The B-BBEE Commission has noted the ruling by the Supreme Court of Appeal that declared the Preferential Procurement Policy Framework Act (PPPFA) Regulations of 2017 invalid and confirms that the ruling has no effect on the B-BBEE Act, as amended, and its requirements.
The B-BBEE Act permits organs of state or public entities to set B-BBEE qualification criteria for procurement and other economic activities and to exceed the criteria set in the Codes of Good Practice through section 9 (6) of the B-BBEE Act.
The declaration of the PPPFA Regulations of 2017 as invalid is not a blow to the B-BBEE requirements for tenders as reported.

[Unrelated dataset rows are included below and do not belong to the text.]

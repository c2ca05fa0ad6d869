use anyhow::Result;
use std::process::ExitCode;
use tracing::{error, info};
use tracing_subscriber::EnvFilter;

use storyline::config::{BotConfig, Environment};

fn init_tracing(log_level: &str, json: bool) {
    let filter =
        EnvFilter::try_from_default_env().unwrap_or_else(|_| EnvFilter::new(log_level));

    if json {
        tracing_subscriber::fmt().with_env_filter(filter).json().init();
    } else {
        tracing_subscriber::fmt().with_env_filter(filter).init();
    }
}

#[tokio::main]
async fn main() -> ExitCode {
    // Load environment variables from .env file outside production
    let api_env = std::env::var("API_ENV").unwrap_or_default();
    if Environment::parse(&api_env) != Environment::Production {
        dotenv::dotenv().ok();
    }

    let config = match BotConfig::from_env() {
        Ok(config) => config,
        Err(e) => {
            // Logging is not configured yet; use the LOG level if one is set
            init_tracing(&std::env::var("LOG").unwrap_or_else(|_| "info".to_string()), false);
            error!(
                error = %e,
                "Specify LINE_CHANNEL_SECRET and LINE_CHANNEL_ACCESS_TOKEN as environment variables."
            );
            return ExitCode::FAILURE;
        }
    };

    init_tracing(&config.log_level, config.is_production());

    match run(config).await {
        Ok(()) => ExitCode::SUCCESS,
        Err(e) => {
            error!(error = ?e, "Bot terminated with an error");
            ExitCode::FAILURE
        }
    }
}

async fn run(config: BotConfig) -> Result<()> {
    info!(?config, "Application will start");
    storyline::server::serve(&config).await
}
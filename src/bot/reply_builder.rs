//! Reply Builder module for formatting outbound message text

// Import localization
use crate::localization::t_lang;

// Import news types
use crate::news::NewsArticle;

/// Format one news article as a chat reply
///
/// Missing fields render as empty strings; the article is not validated.
pub fn format_news_article(article: &NewsArticle, language: &str) -> String {
    format!(
        "{}\n\n{}: {}\n\n{}: {}\n\n{}: {}",
        t_lang("news-heading", language),
        t_lang("news-title-label", language),
        article.title.as_deref().unwrap_or_default(),
        t_lang("news-description-label", language),
        article.description.as_deref().unwrap_or_default(),
        t_lang("news-url-label", language),
        article.url.as_deref().unwrap_or_default(),
    )
}
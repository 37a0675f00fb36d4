//! Snapshot command: factory patch plus edits, printed as one JSON update.

use std::path::PathBuf;
use std::sync::Arc;

use clap::{Args, ValueEnum};
use patchbay_config::OccupiedPort;
use patchbay_sync::{JsonLinesSink, ParameterSink, PatchSession, Processed};

use crate::commands::common::load_config;
use crate::patch::{
    Connect, SetControl, Unwire, apply_connect, apply_set, apply_unwire, build_factory_patch,
};

#[derive(Clone, Copy, ValueEnum)]
enum Policy {
    Reject,
    Replace,
}

impl From<Policy> for OccupiedPort {
    fn from(value: Policy) -> Self {
        match value {
            Policy::Reject => OccupiedPort::Reject,
            Policy::Replace => OccupiedPort::Replace,
        }
    }
}

#[derive(Args)]
pub struct SnapshotArgs {
    /// Session config file (default: ./patchbay.toml, then the user config)
    #[arg(short, long, value_name = "FILE")]
    config: Option<PathBuf>,

    /// Set a control on every node of a kind (e.g., attack.value=0.05)
    #[arg(short, long = "set", value_name = "KIND.CONTROL=VALUE")]
    set: Vec<SetControl>,

    /// Disconnect an input port on every node of a kind (e.g., adsr.attack)
    #[arg(short, long = "unwire", value_name = "KIND.PORT")]
    unwire: Vec<Unwire>,

    /// Connect an output to an input (e.g., keyboard.duration=adsr.alpha)
    #[arg(long = "connect", value_name = "KIND.OUTPUT=KIND.INPUT")]
    connect: Vec<Connect>,

    /// What --connect does when the input is already wired
    #[arg(long, value_enum)]
    policy: Option<Policy>,

    /// Indent the JSON output
    #[arg(long)]
    pretty: bool,
}

pub fn run(args: SnapshotArgs) -> anyhow::Result<()> {
    let (mut config, source) = load_config(args.config.as_deref())?;
    if let Some(policy) = args.policy {
        config.graph.occupied_port = policy.into();
    }
    if let Some(endpoint) = &config.backend.endpoint {
        tracing::info!(%endpoint, "backend endpoint is for embedders; printing to stdout");
    }

    let sink: Arc<dyn ParameterSink> = if args.pretty {
        Arc::new(JsonLinesSink::pretty(std::io::stdout()))
    } else {
        Arc::new(JsonLinesSink::stdout())
    };
    let mut session = PatchSession::new(&config, sink)?;
    tracing::debug!(
        config = ?source,
        policy = ?config.graph.occupied_port,
        mode = ?config.dispatch.mode,
        "session ready"
    );

    build_factory_patch(&mut session)?;
    for edit in &args.unwire {
        apply_unwire(&mut session, edit)?;
    }
    for edit in &args.connect {
        apply_connect(&mut session, edit)?;
    }
    for edit in &args.set {
        apply_set(&mut session, edit)?;
    }

    match session.process_pending() {
        Processed::Dispatched { version, events, .. } => {
            tracing::debug!(%version, events, "snapshot dispatched");
        }
        Processed::Aborted { error, .. } => return Err(error.into()),
        Processed::Idle => {}
    }

    let stats = session.shutdown()?;
    if stats.failed > 0 {
        anyhow::bail!("failed to write the snapshot");
    }
    Ok(())
}
//! Helpers shared by several commands.

use std::path::{Path, PathBuf};

use anyhow::Context;
use patchbay_config::{SessionConfig, find_config};

/// Loads the session config.
///
/// An explicit path must exist. Without one, `./patchbay.toml` and then the
/// user config file are tried; if neither exists the defaults are used.
/// Returns the config and the file it came from.
pub fn load_config(explicit: Option<&Path>) -> anyhow::Result<(SessionConfig, Option<PathBuf>)> {
    let Some(path) = find_config(explicit) else {
        tracing::debug!("no config file found, using defaults");
        return Ok((SessionConfig::default(), None));
    };

    let config = if explicit.is_some() {
        SessionConfig::load(&path)
    } else {
        SessionConfig::load_or_default(&path)
    }
    .with_context(|| format!("loading config from {}", path.display()))?;

    config
        .validate()
        .with_context(|| format!("invalid config {}", path.display()))?;
    tracing::debug!(path = %path.display(), "loaded config");
    Ok((config, Some(path)))
}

The invalidity of the PPPFA Regulations of 2017 does not invalidate the B-BBEE Act, and the PPPFA Regulations were not issued under the B-BBEE Act.
The framework for the B-BBEE Act and how it is applied is clear and thus not affected by the ruling of the Supreme Court of Appeal.
In terms of section 10 (1) of the B-BBEE Act, all organs of state and public entities must apply any relevant Codes of Good Practice issued by Trade, Industry and Competition Minister in terms of section 9 of the B-BBEE Act in:
- Determining qualification criteria for the issuing of licenses concessions or other authorisations in respect of economic activity in terms of any law;
- Developing and implementing a preferential procurement policy;
- Determining qualification criteria for the sale of state-owned enterprises;
- Developing criteria for entering into partnerships with the private sector; and
- Determining criteria for the awarding of incentives, grants and investment schemes in support of broad-based black economic empowerment.
Section 10 (1) of the B-BBEE Act is therefore mandatory, and not optional for organs of state and public entities.